Retype each line exactly as it stands, beginning at the first line of the material and finishing with the line that contains "use log::info;".

--------

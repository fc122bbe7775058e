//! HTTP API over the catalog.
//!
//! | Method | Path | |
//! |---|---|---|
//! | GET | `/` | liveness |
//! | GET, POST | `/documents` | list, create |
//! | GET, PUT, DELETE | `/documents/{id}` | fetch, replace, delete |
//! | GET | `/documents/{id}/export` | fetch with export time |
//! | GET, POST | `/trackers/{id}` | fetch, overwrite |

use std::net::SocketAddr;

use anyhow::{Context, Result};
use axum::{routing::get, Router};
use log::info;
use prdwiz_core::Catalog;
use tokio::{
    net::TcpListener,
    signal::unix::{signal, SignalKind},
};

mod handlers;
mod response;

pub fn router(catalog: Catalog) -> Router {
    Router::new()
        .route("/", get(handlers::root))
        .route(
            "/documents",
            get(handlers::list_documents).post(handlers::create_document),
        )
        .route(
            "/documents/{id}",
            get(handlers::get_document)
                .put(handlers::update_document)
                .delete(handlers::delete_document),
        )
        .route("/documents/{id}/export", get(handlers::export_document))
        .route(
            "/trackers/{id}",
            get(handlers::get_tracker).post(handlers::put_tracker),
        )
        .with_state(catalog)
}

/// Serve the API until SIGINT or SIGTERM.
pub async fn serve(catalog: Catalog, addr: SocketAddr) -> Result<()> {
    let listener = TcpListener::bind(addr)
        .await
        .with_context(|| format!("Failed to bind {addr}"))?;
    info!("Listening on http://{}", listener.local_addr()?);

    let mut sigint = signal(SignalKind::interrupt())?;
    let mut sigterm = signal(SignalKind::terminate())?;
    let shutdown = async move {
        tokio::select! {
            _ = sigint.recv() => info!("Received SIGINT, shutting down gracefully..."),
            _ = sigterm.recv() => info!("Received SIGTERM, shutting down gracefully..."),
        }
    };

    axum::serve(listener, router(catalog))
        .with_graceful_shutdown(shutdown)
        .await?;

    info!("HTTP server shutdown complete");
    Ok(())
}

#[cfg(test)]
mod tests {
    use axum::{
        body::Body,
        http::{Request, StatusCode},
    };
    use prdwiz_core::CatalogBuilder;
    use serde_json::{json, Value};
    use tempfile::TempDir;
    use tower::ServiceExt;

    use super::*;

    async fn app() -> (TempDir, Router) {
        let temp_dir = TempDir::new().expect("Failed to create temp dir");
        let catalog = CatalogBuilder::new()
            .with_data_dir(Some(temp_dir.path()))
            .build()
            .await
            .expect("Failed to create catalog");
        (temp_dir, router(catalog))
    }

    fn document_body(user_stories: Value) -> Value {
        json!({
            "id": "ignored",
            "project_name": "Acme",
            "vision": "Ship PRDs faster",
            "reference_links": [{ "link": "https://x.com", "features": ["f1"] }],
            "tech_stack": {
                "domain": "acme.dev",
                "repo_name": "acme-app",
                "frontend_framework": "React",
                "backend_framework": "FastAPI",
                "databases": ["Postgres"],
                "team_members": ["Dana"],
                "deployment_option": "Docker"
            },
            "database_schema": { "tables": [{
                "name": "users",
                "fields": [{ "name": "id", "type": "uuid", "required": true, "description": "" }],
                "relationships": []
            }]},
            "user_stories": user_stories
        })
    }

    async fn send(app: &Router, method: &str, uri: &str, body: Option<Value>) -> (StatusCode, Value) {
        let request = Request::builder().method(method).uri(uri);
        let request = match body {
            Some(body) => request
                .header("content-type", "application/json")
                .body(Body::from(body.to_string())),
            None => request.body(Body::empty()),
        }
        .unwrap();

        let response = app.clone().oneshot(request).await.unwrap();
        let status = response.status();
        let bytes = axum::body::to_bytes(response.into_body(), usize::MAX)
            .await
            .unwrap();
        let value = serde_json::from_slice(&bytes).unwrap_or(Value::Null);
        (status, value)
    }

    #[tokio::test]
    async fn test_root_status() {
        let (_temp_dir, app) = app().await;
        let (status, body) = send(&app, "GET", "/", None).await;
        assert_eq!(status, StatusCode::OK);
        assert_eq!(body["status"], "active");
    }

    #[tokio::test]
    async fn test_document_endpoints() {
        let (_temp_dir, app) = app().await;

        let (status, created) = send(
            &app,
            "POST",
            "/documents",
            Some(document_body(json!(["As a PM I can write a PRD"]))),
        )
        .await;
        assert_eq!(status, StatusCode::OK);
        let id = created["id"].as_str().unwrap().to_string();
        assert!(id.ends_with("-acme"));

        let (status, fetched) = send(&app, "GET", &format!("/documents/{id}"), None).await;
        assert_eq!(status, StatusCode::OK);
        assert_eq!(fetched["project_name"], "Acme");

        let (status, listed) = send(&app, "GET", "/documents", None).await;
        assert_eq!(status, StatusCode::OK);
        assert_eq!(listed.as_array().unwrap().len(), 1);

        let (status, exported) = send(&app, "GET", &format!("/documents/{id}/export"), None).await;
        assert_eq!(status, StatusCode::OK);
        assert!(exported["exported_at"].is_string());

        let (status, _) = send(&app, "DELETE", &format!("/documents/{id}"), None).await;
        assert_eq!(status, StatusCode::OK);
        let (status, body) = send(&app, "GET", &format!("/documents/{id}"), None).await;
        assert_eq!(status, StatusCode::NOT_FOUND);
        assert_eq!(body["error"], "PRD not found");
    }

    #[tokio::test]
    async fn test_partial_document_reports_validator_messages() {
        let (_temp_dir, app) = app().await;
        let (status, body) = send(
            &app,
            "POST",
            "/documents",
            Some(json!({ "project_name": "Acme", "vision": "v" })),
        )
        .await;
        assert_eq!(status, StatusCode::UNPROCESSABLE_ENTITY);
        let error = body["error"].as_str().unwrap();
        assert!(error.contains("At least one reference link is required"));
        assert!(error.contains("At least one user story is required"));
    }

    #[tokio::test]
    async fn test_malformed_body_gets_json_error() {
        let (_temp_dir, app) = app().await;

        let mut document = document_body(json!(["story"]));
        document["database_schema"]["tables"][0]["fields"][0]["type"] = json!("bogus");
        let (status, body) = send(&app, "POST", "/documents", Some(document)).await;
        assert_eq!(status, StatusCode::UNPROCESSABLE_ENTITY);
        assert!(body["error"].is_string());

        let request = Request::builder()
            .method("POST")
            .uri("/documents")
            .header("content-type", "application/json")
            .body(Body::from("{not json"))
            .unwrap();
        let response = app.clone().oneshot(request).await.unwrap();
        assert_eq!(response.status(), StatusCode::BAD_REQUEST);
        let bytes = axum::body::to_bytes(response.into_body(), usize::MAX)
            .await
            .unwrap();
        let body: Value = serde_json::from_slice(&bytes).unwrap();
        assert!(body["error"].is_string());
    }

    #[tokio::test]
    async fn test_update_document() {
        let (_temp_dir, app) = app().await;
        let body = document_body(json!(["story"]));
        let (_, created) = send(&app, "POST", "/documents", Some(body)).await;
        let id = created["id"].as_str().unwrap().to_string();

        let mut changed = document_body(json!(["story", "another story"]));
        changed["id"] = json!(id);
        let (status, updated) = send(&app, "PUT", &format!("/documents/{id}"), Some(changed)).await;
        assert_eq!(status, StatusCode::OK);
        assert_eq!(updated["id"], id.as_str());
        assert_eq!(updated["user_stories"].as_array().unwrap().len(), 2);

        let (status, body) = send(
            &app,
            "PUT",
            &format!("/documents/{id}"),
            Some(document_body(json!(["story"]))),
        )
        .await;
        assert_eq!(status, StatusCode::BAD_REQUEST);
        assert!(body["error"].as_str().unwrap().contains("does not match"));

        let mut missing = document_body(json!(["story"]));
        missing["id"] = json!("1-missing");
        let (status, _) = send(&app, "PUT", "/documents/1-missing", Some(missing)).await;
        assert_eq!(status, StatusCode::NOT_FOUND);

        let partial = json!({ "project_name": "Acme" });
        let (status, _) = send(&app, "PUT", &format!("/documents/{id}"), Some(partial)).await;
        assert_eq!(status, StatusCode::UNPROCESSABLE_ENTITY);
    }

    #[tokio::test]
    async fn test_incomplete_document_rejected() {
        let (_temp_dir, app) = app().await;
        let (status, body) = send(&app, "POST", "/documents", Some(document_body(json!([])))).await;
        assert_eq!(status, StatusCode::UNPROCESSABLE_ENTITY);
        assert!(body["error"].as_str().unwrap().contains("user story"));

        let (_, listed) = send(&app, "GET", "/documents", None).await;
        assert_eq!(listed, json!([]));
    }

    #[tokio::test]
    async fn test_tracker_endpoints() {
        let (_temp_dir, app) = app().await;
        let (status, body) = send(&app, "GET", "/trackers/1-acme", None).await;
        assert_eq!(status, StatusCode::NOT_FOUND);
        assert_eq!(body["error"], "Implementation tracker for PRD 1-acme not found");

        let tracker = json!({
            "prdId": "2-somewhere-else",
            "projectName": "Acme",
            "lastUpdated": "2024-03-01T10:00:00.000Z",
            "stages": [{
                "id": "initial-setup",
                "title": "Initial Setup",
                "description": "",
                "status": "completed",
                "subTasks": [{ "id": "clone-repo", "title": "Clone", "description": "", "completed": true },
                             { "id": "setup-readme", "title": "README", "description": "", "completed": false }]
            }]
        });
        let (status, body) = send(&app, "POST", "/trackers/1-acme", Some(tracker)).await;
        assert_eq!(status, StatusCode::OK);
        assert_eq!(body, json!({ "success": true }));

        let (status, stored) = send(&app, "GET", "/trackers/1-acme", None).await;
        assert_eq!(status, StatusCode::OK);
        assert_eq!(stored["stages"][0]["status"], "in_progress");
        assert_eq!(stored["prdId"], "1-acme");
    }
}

--------

COMPLETED TASK:
repository fc122bbe7775058e
//! HTTP API over the catalog.
//!
//! | Method | Path | |
//! |---|---|---|
//! | GET | `/` | liveness |
//! | GET, POST | `/documents` | list, create |
//! | GET, PUT, DELETE | `/documents/{id}` | fetch, replace, delete |
//! | GET | `/documents/{id}/export` | fetch with export time |
//! | GET, POST | `/trackers/{id}` | fetch, overwrite |

use std::net::SocketAddr;

use anyhow::{Context, Result};
use axum::{routing::get, Router};
use log::info;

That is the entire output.